Postoperative complications
Postoperative ocular complications that were included in encounter diagnoses within the first 90 days after the index MIGS procedure are listed in Table 4. Overall, MIGS procedures had low total documented complication rates: 1% for ECP, 1% for Xen, and 2% for goniotomy/canaloplasty (p<0.001). Hyphema was the most common complication diagnosed after ab interno Xen and goniotomy/canaloplasty, and it was significantly more common than after ECP (38% for Xen and 67% for goniotomy/canaloplasty vs. 5% for ECP, p<0.001). Corneal edema and iridocyclitis were more likely to be diagnosed after ECP and goniotomy/canaloplasty than after ab interno Xen (34% and 27% for ECP, 33% and 37% for goniotomy/canaloplasty vs 13% and 7% for Xen; each pairwise comparison: p<0.001). Vitreous hemorrhage was diagnosed more commonly after ab interno Xen and goniotomy/canaloplasty compared to ECP (17% for Xen, 20% for goniotomy/canaloplasty vs 7% for ECP; each pairwise comparison: p<0.001). Diagnosis of choroidal hemorrhage, endophthalmitis, and retinal detachment were very low in all MIGS procedures, especially for the ECP and goniotomy/canaloplasty groups (Table 4).
Table 4.
Microinvasive Glaucoma surgery | |||
---|---|---|---|
Complication (n=1,018) | ECP (n=39,098) |
XEN (n=6,618) |
goniotomy + canaloplasty (n=33,746) |
corneal edema | 132 (0.34%) | 13 (0.20%) | 113 (0.33%) |
dislocated intra-ocular lens | 3 (0.01%) | 0 (0.00%) | 2 (0.01%) |
endophthalmitis | 12 (0.03%) | 6 (0.09%) | 8 (0.02%) |
hyphema | 19 (0.05%) | 25 (0.38%) | 225 (0.67%) |
hypotony | 0 (0.00%) | 0 (0.00%) | 0 (0.00%) |
iridocyclitis | 107 (0.27%) | 7 (0.11%) | 124 (0.37%) |
macular edema | 54 (0.14%) | 7 (0.11%) | 11 (0.03%) |
malignant glaucoma | 31 (0.08%) | 0 (0.00%) | 5 (0.01%) |
retinal detachment | 0 (0.00%) | 0 (0.00%) | 0 (0.00%) |
vitreous haemorrhage | 27 (0.07%) | 11 (0.17%) | 69 (0.20%) |
choroidal haemorrhage | 2 (0.01%) | 4 (0.06%) | 1 (0.00%) |
TOTAL | 387 (0.99%) | 73 (1.10%) | 558 (1.66%) |
Legend: an ocular complication that occurred either intraoperatively or within 90 postoperative days
Abbreviation: MIGS, Microinvasive Glaucoma Surgery; ECP, Endo cyclophotocoagulation.

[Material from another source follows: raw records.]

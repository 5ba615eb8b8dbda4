use crate::Error;
use bytes::{Bytes, BytesMut};

/// Incrementally splits the elements of a single top-level JSON array out of
/// a streaming HTTP response body, without buffering the whole document.
/// Used for the `results`/`hits` arrays the query, analytics, and search
/// services return.
pub struct RowReader {
    response: Option<reqwest::Response>,
    rows_field: &'static str,
    buf: BytesMut,
    state: State,
}

enum State {
    /// Still looking for `"<rows_field>":[` in the buffered prefix.
    SeekingArrayStart,
    /// Inside the array, scanning for the next element or its close.
    InArray,
    /// Array closed; everything delivered via [`RowReader::meta_data`] from
    /// here on is whatever of the enclosing object followed it.
    Done,
}

impl RowReader {
    pub(crate) fn new(response: reqwest::Response, rows_field: &'static str) -> Self {
        RowReader {
            response: Some(response),
            rows_field,
            buf: BytesMut::new(),
            state: State::SeekingArrayStart,
        }
    }

    /// Returns the next row's raw JSON bytes, or `None` once the array is
    /// exhausted. Must not be called again after returning `None`.
    pub async fn next_row(&mut self) -> Result<Option<Bytes>, Error> {
        loop {
            match self.state {
                State::SeekingArrayStart => {
                    if let Some(start) = find_array_start(&self.buf, self.rows_field) {
                        self.buf.advance_to(start);
                        self.state = State::InArray;
                    } else if !self.pull_more().await? {
                        return Err(Error::MalformedBody(format!(
                            "stream ended before finding field {:?}",
                            self.rows_field
                        )));
                    }
                }
                State::InArray => {
                    match scan_next_element(&self.buf) {
                        ScanResult::Element { end, consumed } => {
                            let row = self.buf.split_to(end).freeze();
                            self.buf.advance_to(consumed - end);
                            return Ok(Some(row));
                        }
                        ScanResult::ArrayEnd { consumed } => {
                            self.buf.advance_to(consumed);
                            self.state = State::Done;
                            return Ok(None);
                        }
                        ScanResult::NeedMoreData => {
                            if !self.pull_more().await? {
                                return Err(Error::MalformedBody(
                                    "stream ended mid-array".to_string(),
                                ));
                            }
                        }
                    }
                }
                State::Done => return Ok(None),
            }
        }
    }

    /// Drains and returns whatever trailed the rows array (the rest of the
    /// enclosing JSON object: `status`, `metrics`, `errors`, ...). Call only
    /// after [`RowReader::next_row`] has returned `None`.
    pub async fn meta_data(mut self) -> Result<Bytes, Error> {
        while self.pull_more().await? {}
        Ok(self.buf.freeze())
    }

    async fn pull_more(&mut self) -> Result<bool, Error> {
        let Some(response) = self.response.as_mut() else {
            return Ok(false);
        };
        match response.chunk().await? {
            Some(chunk) => {
                self.buf.extend_from_slice(&chunk);
                Ok(true)
            }
            None => {
                self.response = None;
                Ok(false)
            }
        }
    }
}

trait BytesMutAdvance {
    fn advance_to(&mut self, skip: usize);
}

impl BytesMutAdvance for BytesMut {
    fn advance_to(&mut self, skip: usize) {
        let _ = self.split_to(skip.min(self.len()));
    }
}

fn find_array_start(buf: &[u8], field: &str) -> Option<usize> {
    let needle = format!("\"{field}\"");
    let pos = find_subslice(buf, needle.as_bytes())?;
    let mut i = pos + needle.len();
    while i < buf.len() && buf[i].is_ascii_whitespace() {
        i += 1;
    }
    if buf.get(i) != Some(&b':') {
        return None;
    }
    i += 1;
    while i < buf.len() && buf[i].is_ascii_whitespace() {
        i += 1;
    }
    if buf.get(i) != Some(&b'[') {
        return None;
    }
    Some(i + 1)
}

fn find_subslice(haystack: &[u8], needle: &[u8]) -> Option<usize> {
    haystack
        .windows(needle.len())
        .position(|window| window == needle)
}

enum ScanResult {
    /// A complete element occupies `buf[..end]`; `consumed` also accounts for
    /// a trailing comma or whitespace that should be dropped before the next
    /// scan.
    Element { end: usize, consumed: usize },
    ArrayEnd { consumed: usize },
    NeedMoreData,
}

/// Scans `buf` (positioned just inside a JSON array, after `[` or a previous
/// element's separator) for the next element or the array's closing `]`.
fn scan_next_element(buf: &[u8]) -> ScanResult {
    let mut i = 0;
    while i < buf.len() && buf[i].is_ascii_whitespace() {
        i += 1;
    }
    match buf.get(i) {
        None => ScanResult::NeedMoreData,
        Some(b']') => ScanResult::ArrayEnd { consumed: i + 1 },
        Some(_) => {
            let mut depth = 0i32;
            let mut in_string = false;
            let mut escape = false;

            while i < buf.len() {
                let byte = buf[i];
                if in_string {
                    if escape {
                        escape = false;
                    } else if byte == b'\\' {
                        escape = true;
                    } else if byte == b'"' {
                        in_string = false;
                    }
                } else {
                    match byte {
                        b'"' => in_string = true,
                        b'{' | b'[' => depth += 1,
                        b'}' | b']' => {
                            depth -= 1;
                            if depth < 0 {
                                // We hit the array's own closing bracket
                                // without a nested-structure imbalance: the
                                // element ended just before this byte.
                                return ScanResult::Element {
                                    end: i,
                                    consumed: i,
                                };
                            }
                        }
                        b',' if depth == 0 => {
                            return ScanResult::Element {
                                end: i,
                                consumed: i + 1,
                            };
                        }
                        _ => {}
                    }
                }
                i += 1;
            }
            ScanResult::NeedMoreData
        }
    }
}

#[cfg(test)]
mod tests {
    use super::*;

    #[test]
    fn finds_array_start_after_field_name() {
        let buf = br#"{"results":[{"a":1},{"a":2}],"status":"success"}"#;
        let start = find_array_start(buf, "results").unwrap();
        assert_eq!(&buf[start..start + 1], b"{");
    }

    #[test]
    fn scans_consecutive_object_elements() {
        let buf = br#"{"a":1},{"a":2}]"#;
        match scan_next_element(buf) {
            ScanResult::Element { end, consumed } => {
                assert_eq!(&buf[..end], br#"{"a":1}"#);
                assert_eq!(buf[consumed - 1], b',');
            }
            _ => panic!("expected an element"),
        }
    }

    #[test]
    fn recognises_array_end() {
        let buf = b"]";
        assert!(matches!(scan_next_element(buf), ScanResult::ArrayEnd { consumed: 1 }));
    }

    #[test]
    fn strings_containing_brackets_do_not_confuse_depth_tracking() {
        let buf = br#""a[b]{c}",1]"#;
        match scan_next_element(buf) {
            ScanResult::Element { end, .. } => assert_eq!(&buf[..end], br#""a[b]{c}""#),
            _ => panic!("expected an element"),
        }
    }
}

Keynote: % = column percentage
Discussion
Summary of findings
In this study of MIGS effectiveness using the IRIS Registry, we found significant IOP reduction in all groups but that those who underwent MIGS concurrent with phacoemulsification had a significantly lower rate of reoperation than those undergoing stand-alone MIGS. Roughly 1 in 7 eyes that underwent stand-alone ECP required re-operation at 2 years while nearly 1 in 4 eyes that underwent stand-alone goniotomy/canaloplasty or ab interno Xen (with or without phacoemulsification) required another operation. We identified several patient and ocular factors associated with higher and lower hazard for reoperation, namely race, glaucoma severity, baseline IOP, and type of glaucoma. The two most common choices of subsequent operation were trabeculectomy and GDD for those with index ab interno Xen and goniotomy/canaloplasty regardless of concurrent phacoemulsification, while subsequent ECP was the second most common reoperation type after initial stand-alone ECP. Importantly, coded MIGS complication rates were low overall, with corneal edema, iridocyclitis, and hyphema being the three most common complications.
Reoperation rate
There are several possible reasons for lower reoperation rates seen after MIGS concurrent with phacoemulsification. First, eyes with visually significant cataract but less severe glaucoma may receive surgery primarily to treat their cataract and only undergo a concurrent MIGS procedure for better IOP control or to reduce medication burden. Therefore, these eyes may have better glaucoma control at baseline, lower odds of disease progression and less need for additional IOP lowering procedures. Our finding of lower baseline IOP in eyes undergoing MIGS concurrent with phacoemulsification supports this explanation. Additionally, older age in patients undergoing concurrent cataract surgery may influence the reoperation decision. Clinicians may be more reluctant to perform additional procedures in older patients with shorter life expectancy and less time for glaucoma disease progression.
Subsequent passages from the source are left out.